THE PROBLEM | Please output the section of the listing below that opens with the line containing "entry.touched_ms = now_ms;" and closes with the line containing "evicted += 1;", exactly and with nothing else.

**** EXTRACTED RECORDS ****

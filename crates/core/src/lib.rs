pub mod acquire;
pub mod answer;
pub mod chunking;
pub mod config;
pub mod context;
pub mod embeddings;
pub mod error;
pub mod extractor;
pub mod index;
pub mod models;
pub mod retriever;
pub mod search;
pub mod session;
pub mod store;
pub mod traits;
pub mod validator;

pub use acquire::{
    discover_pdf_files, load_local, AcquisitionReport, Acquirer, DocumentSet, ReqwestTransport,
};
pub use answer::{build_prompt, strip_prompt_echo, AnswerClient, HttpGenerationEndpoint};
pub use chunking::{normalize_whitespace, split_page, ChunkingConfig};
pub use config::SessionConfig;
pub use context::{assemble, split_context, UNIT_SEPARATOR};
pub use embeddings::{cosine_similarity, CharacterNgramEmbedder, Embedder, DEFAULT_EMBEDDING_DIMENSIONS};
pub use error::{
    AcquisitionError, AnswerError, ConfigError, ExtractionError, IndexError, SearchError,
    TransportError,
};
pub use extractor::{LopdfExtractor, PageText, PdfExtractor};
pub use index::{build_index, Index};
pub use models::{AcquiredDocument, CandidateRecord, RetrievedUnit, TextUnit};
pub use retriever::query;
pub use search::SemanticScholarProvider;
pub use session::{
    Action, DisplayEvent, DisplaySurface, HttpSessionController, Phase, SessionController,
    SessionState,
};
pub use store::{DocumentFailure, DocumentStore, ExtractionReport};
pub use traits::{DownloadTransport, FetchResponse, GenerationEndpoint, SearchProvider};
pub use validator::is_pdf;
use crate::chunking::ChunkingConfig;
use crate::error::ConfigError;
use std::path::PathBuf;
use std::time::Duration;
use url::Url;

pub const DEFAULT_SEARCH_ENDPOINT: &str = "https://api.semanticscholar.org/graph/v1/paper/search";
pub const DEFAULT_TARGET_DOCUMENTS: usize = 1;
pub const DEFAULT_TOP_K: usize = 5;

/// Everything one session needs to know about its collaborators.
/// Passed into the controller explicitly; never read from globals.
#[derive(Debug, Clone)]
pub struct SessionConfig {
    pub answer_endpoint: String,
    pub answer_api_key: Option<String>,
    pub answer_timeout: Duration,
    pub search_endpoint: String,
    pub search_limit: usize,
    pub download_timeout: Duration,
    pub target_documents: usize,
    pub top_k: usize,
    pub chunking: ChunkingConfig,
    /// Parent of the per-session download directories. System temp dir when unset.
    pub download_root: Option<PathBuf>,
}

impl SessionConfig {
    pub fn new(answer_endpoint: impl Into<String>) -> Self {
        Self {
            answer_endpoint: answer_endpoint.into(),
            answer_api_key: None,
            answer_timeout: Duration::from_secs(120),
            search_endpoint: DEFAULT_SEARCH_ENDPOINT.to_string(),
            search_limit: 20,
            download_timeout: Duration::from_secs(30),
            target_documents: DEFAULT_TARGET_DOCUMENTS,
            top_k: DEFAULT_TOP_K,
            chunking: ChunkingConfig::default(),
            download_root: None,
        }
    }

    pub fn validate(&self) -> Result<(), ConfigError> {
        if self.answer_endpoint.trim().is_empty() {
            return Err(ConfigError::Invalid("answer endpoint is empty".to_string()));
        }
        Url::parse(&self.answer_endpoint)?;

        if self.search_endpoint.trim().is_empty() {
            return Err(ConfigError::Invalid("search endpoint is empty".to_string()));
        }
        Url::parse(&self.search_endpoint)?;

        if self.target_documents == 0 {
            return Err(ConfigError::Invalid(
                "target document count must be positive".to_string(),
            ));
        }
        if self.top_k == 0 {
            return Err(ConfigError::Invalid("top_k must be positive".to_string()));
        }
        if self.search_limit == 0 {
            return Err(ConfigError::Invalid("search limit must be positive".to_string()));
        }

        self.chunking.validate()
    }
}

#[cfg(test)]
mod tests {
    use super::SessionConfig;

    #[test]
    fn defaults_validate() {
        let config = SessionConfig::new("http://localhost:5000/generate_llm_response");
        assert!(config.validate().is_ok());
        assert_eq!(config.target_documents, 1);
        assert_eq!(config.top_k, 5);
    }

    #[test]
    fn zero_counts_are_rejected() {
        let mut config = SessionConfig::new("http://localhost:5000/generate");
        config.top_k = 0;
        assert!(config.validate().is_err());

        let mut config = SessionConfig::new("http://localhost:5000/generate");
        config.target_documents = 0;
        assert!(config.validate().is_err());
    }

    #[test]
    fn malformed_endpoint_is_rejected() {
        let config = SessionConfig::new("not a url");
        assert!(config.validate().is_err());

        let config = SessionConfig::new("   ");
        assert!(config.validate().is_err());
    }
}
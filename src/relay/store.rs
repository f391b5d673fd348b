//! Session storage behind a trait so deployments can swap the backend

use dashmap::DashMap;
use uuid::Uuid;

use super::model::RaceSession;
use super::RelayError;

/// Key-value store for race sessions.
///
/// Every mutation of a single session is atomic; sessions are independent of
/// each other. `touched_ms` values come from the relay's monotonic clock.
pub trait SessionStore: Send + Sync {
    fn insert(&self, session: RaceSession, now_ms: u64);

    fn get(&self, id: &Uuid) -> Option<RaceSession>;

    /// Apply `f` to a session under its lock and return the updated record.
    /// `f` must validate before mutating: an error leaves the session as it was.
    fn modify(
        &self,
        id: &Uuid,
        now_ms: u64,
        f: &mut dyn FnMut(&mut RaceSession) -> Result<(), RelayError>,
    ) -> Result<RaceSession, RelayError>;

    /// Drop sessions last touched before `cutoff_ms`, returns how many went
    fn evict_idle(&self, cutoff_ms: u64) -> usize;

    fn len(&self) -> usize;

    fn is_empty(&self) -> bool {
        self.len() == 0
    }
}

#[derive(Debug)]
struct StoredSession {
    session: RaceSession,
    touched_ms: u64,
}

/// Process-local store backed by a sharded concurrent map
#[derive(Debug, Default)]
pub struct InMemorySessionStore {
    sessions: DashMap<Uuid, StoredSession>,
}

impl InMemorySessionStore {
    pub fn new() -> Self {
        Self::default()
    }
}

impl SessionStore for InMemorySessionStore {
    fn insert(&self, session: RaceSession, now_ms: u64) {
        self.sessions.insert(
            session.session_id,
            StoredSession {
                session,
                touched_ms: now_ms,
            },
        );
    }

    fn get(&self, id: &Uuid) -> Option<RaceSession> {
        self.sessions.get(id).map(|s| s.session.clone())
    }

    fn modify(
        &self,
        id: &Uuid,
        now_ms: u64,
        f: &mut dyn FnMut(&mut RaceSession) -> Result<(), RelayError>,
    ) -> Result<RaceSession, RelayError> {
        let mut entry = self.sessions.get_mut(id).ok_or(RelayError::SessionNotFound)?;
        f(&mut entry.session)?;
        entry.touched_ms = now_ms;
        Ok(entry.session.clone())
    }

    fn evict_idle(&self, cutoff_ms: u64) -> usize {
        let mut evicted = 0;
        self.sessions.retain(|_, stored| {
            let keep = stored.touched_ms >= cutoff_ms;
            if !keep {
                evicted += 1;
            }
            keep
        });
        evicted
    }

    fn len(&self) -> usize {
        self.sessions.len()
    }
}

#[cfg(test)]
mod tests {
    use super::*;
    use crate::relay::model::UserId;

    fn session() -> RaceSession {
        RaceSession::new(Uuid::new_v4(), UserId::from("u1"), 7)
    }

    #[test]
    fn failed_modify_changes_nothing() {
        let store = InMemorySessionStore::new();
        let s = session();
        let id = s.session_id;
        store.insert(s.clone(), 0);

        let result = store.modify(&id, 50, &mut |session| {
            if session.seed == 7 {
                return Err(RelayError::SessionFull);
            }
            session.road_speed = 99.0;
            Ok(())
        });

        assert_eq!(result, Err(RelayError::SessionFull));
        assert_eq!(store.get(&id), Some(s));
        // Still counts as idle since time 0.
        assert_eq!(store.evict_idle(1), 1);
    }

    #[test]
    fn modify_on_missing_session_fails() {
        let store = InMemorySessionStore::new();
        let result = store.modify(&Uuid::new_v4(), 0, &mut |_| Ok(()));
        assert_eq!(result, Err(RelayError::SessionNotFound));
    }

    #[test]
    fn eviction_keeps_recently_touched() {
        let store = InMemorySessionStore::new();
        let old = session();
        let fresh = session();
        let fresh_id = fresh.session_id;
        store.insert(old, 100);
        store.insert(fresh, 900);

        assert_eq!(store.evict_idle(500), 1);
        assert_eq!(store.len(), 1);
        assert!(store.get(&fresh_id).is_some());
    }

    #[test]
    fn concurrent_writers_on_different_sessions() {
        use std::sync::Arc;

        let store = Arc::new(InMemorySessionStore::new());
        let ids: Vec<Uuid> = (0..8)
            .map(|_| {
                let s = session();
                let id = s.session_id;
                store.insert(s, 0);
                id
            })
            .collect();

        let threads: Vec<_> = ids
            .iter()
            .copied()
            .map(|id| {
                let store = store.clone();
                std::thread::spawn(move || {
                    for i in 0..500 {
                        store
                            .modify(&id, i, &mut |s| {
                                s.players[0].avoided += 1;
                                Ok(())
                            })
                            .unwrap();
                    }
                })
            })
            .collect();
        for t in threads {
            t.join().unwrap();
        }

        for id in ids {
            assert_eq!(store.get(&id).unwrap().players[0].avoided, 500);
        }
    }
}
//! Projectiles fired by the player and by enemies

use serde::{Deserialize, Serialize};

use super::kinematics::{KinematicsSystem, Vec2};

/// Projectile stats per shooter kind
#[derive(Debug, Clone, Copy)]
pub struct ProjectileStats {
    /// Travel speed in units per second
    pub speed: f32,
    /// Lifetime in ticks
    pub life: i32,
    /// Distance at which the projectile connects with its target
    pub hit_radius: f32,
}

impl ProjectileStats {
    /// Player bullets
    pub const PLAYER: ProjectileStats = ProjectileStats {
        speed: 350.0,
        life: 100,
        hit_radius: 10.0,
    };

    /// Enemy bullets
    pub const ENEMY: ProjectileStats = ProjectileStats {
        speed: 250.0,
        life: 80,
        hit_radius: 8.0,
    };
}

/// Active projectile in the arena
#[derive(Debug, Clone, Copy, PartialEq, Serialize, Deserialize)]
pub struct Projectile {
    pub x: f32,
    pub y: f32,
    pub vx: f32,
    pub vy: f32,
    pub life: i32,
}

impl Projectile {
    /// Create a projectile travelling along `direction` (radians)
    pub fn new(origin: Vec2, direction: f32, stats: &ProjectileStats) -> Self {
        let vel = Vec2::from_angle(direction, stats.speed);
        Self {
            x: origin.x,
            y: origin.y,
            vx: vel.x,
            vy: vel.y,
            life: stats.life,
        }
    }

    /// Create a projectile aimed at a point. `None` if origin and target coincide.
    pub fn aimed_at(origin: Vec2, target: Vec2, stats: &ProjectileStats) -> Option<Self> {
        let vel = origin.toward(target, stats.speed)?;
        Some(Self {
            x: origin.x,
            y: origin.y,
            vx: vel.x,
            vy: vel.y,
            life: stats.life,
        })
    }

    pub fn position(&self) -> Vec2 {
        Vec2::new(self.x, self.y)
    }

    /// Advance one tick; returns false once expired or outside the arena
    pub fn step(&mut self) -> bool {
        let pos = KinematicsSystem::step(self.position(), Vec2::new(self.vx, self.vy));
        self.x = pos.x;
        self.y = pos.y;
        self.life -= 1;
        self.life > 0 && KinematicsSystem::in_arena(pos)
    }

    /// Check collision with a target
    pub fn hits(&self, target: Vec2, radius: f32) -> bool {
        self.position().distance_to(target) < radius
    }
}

****

SOLUTION TO THE EXERCISE |
        entry.touched_ms = now_ms;
        Ok(entry.session.clone())
    }

    fn evict_idle(&self, cutoff_ms: u64) -> usize {
        let mut evicted = 0;
        self.sessions.retain(|_, stored| {
            let keep = stored.touched_ms >= cutoff_ms;
            if !keep {
                evicted += 1;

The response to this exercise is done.